- [PROMPT]: Lines from the top of the entries down to the line with "string is a" must be set down exactly as they stand, with both ends retained.

[RECORDS SHOWN Boundary: Start]

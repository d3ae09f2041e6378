//! Decoding of wire messages.
//!
//! Every response and event is one JSON document:
//!
//! ```text
//! {"heos": {"command": "...", "result": "success"|"fail", "message": "k=v&k=v"},
//!  "payload": ..., "options": ...}
//! ```
//!
//! The `message` string is a flat, ampersand-joined body which [`Body::parse`]
//! turns into typed fields. `payload` and `options` travel next to it untouched.

use crate::error::{DeviceError, ProtocolError};
use crate::{COMMAND_UNDER_PROCESS, EVENT_PREFIX, ON, SIGNED_IN, SIGNED_OUT};
use serde::{Deserialize, Serialize};
use serde_json::Value;
use std::collections::BTreeMap;

/// Body keys whose values are integers (or comma-separated integer lists).
pub const NUMERIC_FIELDS: &[&str] = &[
    "cid", "count", "cur_pos", "dqid", "duration", "eid", "gid", "id", "level", "pid", "qid",
    "range", "returned", "sid", "sqid", "step", "syserrno",
];

/// Returns whether `key` is decoded as a number.
pub fn is_numeric_field(key: &str) -> bool {
    NUMERIC_FIELDS.contains(&key)
}

/// A single decoded body value.
#[derive(Debug, Clone, PartialEq, Eq, Serialize)]
#[serde(untagged)]
pub enum FieldValue {
    Number(i64),
    Numbers(Vec<i64>),
    Text(String),
}

impl FieldValue {
    /// Decodes `raw` according to the type declared for `key`.
    ///
    /// Numeric keys whose value does not parse as an integer keep the raw text,
    /// since some ids (containers, for example) are strings on certain sources.
    pub fn decode(key: &str, raw: &str) -> Self {
        if !is_numeric_field(key) {
            return FieldValue::Text(raw.to_string());
        }

        if raw.contains(',') {
            let parsed: Result<Vec<i64>, _> = raw.split(',').map(|v| v.trim().parse()).collect();
            return match parsed {
                Ok(numbers) => FieldValue::Numbers(numbers),
                Err(_) => FieldValue::Text(raw.to_string()),
            };
        }

        match raw.trim().parse() {
            Ok(n) => FieldValue::Number(n),
            Err(_) => FieldValue::Text(raw.to_string()),
        }
    }

    pub fn as_i64(&self) -> Option<i64> {
        match self {
            FieldValue::Number(n) => Some(*n),
            _ => None,
        }
    }

    pub fn as_str(&self) -> Option<&str> {
        match self {
            FieldValue::Text(s) => Some(s),
            _ => None,
        }
    }

    pub fn as_numbers(&self) -> Option<&[i64]> {
        match self {
            FieldValue::Numbers(n) => Some(n),
            _ => None,
        }
    }

    pub fn to_json(&self) -> Value {
        match self {
            FieldValue::Number(n) => Value::from(*n),
            FieldValue::Numbers(n) => Value::from(n.clone()),
            FieldValue::Text(s) => Value::from(s.clone()),
        }
    }
}

/// Login state markers that appear as bare tokens in a body.
#[derive(Debug, Clone, Copy, PartialEq, Eq, Hash, Serialize, Deserialize)]
#[serde(rename_all = "snake_case")]
pub enum LoginState {
    SignedIn,
    SignedOut,
}

impl LoginState {
    pub fn from_token(token: &str) -> Option<Self> {
        match token {
            SIGNED_IN => Some(LoginState::SignedIn),
            SIGNED_OUT => Some(LoginState::SignedOut),
            _ => None,
        }
    }

    pub fn as_str(&self) -> &'static str {
        match self {
            LoginState::SignedIn => SIGNED_IN,
            LoginState::SignedOut => SIGNED_OUT,
        }
    }
}

/// The typed decoding of a flat `k=v&k=v` message body.
#[derive(Debug, Clone, Default, PartialEq, Eq)]
pub struct Body {
    fields: BTreeMap<String, FieldValue>,
    fragment: Option<LoginState>,
}

impl Body {
    /// Parses a flat body. Never fails: unknown keys are kept as text.
    pub fn parse(raw: &str) -> Self {
        let mut body = Body::default();
        if raw.is_empty() {
            return body;
        }

        for token in raw.split('&') {
            if token.is_empty() {
                continue;
            }
            if let Some(state) = LoginState::from_token(token) {
                body.fragment = Some(state);
                continue;
            }
            let (key, value) = token.split_once('=').unwrap_or((token, ""));
            body.fields
                .insert(key.to_string(), FieldValue::decode(key, value));
        }

        body
    }

    pub fn get(&self, key: &str) -> Option<&FieldValue> {
        self.fields.get(key)
    }

    pub fn number(&self, key: &str) -> Option<i64> {
        self.get(key).and_then(FieldValue::as_i64)
    }

    pub fn text(&self, key: &str) -> Option<&str> {
        self.get(key).and_then(FieldValue::as_str)
    }

    /// Returns the value of `key` as a list; a single number becomes a one-element list.
    pub fn numbers(&self, key: &str) -> Option<Vec<i64>> {
        match self.get(key)? {
            FieldValue::Number(n) => Some(vec![*n]),
            FieldValue::Numbers(n) => Some(n.clone()),
            FieldValue::Text(_) => None,
        }
    }

    /// Returns whether `key` carries the `on` sentinel.
    pub fn is_on(&self, key: &str) -> bool {
        self.text(key) == Some(ON)
    }

    pub fn fragment(&self) -> Option<LoginState> {
        self.fragment
    }

    pub fn contains(&self, key: &str) -> bool {
        self.fields.contains_key(key)
    }

    pub fn is_empty(&self) -> bool {
        self.fields.is_empty() && self.fragment.is_none()
    }

    pub fn len(&self) -> usize {
        self.fields.len()
    }

    pub fn iter(&self) -> impl Iterator<Item = (&str, &FieldValue)> {
        self.fields.iter().map(|(k, v)| (k.as_str(), v))
    }

    /// Returns the value of `key` as JSON, or `null` when absent.
    pub fn json(&self, key: &str) -> Value {
        self.get(key).map(FieldValue::to_json).unwrap_or(Value::Null)
    }

    /// Converts the body into a JSON object; the login marker is stored as `fragment`.
    pub fn to_json(&self) -> Value {
        let mut map = serde_json::Map::new();
        for (key, value) in &self.fields {
            map.insert(key.clone(), value.to_json());
        }
        if let Some(fragment) = self.fragment {
            map.insert("fragment".to_string(), Value::from(fragment.as_str()));
        }
        Value::Object(map)
    }
}

/// Outcome reported by the device for a command.
#[derive(Debug, Clone, Copy, PartialEq, Eq, Serialize, Deserialize)]
#[serde(rename_all = "lowercase")]
pub enum CommandResult {
    Success,
    Fail,
}

/// The outer `heos` object of every wire message.
#[derive(Debug, Clone, PartialEq, Serialize, Deserialize)]
pub struct Envelope {
    /// Command or event identifier, e.g. `player/get_volume` or `event/groups_changed`.
    pub command: String,

    /// Present on command responses, absent on events.
    #[serde(default, skip_serializing_if = "Option::is_none")]
    pub result: Option<CommandResult>,

    /// Flat body text.
    #[serde(default, skip_serializing_if = "Option::is_none")]
    pub message: Option<String>,
}

#[derive(Deserialize)]
struct WireMessage {
    #[serde(rename = "heos", alias = "envelope")]
    envelope: Envelope,
    #[serde(default)]
    payload: Option<Value>,
    #[serde(default)]
    options: Option<Value>,
}

/// One decoded response or event.
#[derive(Debug, Clone, PartialEq, Serialize)]
pub struct Message {
    #[serde(rename = "heos")]
    envelope: Envelope,
    #[serde(skip)]
    body: Body,
    #[serde(skip_serializing_if = "Option::is_none")]
    payload: Option<Value>,
    #[serde(skip_serializing_if = "Option::is_none")]
    options: Option<Value>,
}

impl Message {
    pub fn new(envelope: Envelope) -> Self {
        let body = Body::parse(envelope.message.as_deref().unwrap_or(""));
        Self {
            envelope,
            body,
            payload: None,
            options: None,
        }
    }

    pub fn with_payload(mut self, payload: Value) -> Self {
        self.payload = Some(payload);
        self
    }

    pub fn with_options(mut self, options: Value) -> Self {
        self.options = Some(options);
        self
    }

    /// Decodes a message from its JSON text (without the trailing delimiter).
    pub fn from_json(text: &str) -> Result<Self, ProtocolError> {
        let wire: WireMessage = serde_json::from_str(text)?;
        let mut message = Self::new(wire.envelope);
        message.payload = wire.payload;
        message.options = wire.options;
        Ok(message)
    }

    pub fn envelope(&self) -> &Envelope {
        &self.envelope
    }

    pub fn command(&self) -> &str {
        &self.envelope.command
    }

    pub fn body(&self) -> &Body {
        &self.body
    }

    /// Raw body text, empty when the envelope carries none.
    pub fn raw_body(&self) -> &str {
        self.envelope.message.as_deref().unwrap_or("")
    }

    pub fn payload(&self) -> Option<&Value> {
        self.payload.as_ref()
    }

    pub fn options(&self) -> Option<&Value> {
        self.options.as_ref()
    }

    /// Returns whether this is an unsolicited event rather than a command response.
    pub fn is_event(&self) -> bool {
        self.envelope.command.starts_with(EVENT_PREFIX)
    }

    pub fn is_failure(&self) -> bool {
        self.envelope.result == Some(CommandResult::Fail)
    }

    /// Returns whether the device is still working on the command.
    pub fn is_processing(&self) -> bool {
        self.raw_body().starts_with(COMMAND_UNDER_PROCESS)
    }

    /// Extracts the structured error of a failed response.
    pub fn device_error(&self) -> Option<DeviceError> {
        if !self.is_failure() {
            return None;
        }
        Some(DeviceError {
            id: self.body.number("eid").unwrap_or_default(),
            text: self.body.text("text").unwrap_or_default().to_string(),
            system_errno: self.body.number("syserrno"),
        })
    }
}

[RECORDS SHOWN Boundary: End]

- [RESPONSE TO THIS EXERCISE]:
repository d3ae09f2041e6378
//! Decoding of wire messages.
//!
//! Every response and event is one JSON document:
//!
//! ```text
//! {"heos": {"command": "...", "result": "success"|"fail", "message": "k=v&k=v"},
//!  "payload": ..., "options": ...}
//! ```
//!
//! The `message` string is a flat, ampersand-joined body which [`Body::parse`]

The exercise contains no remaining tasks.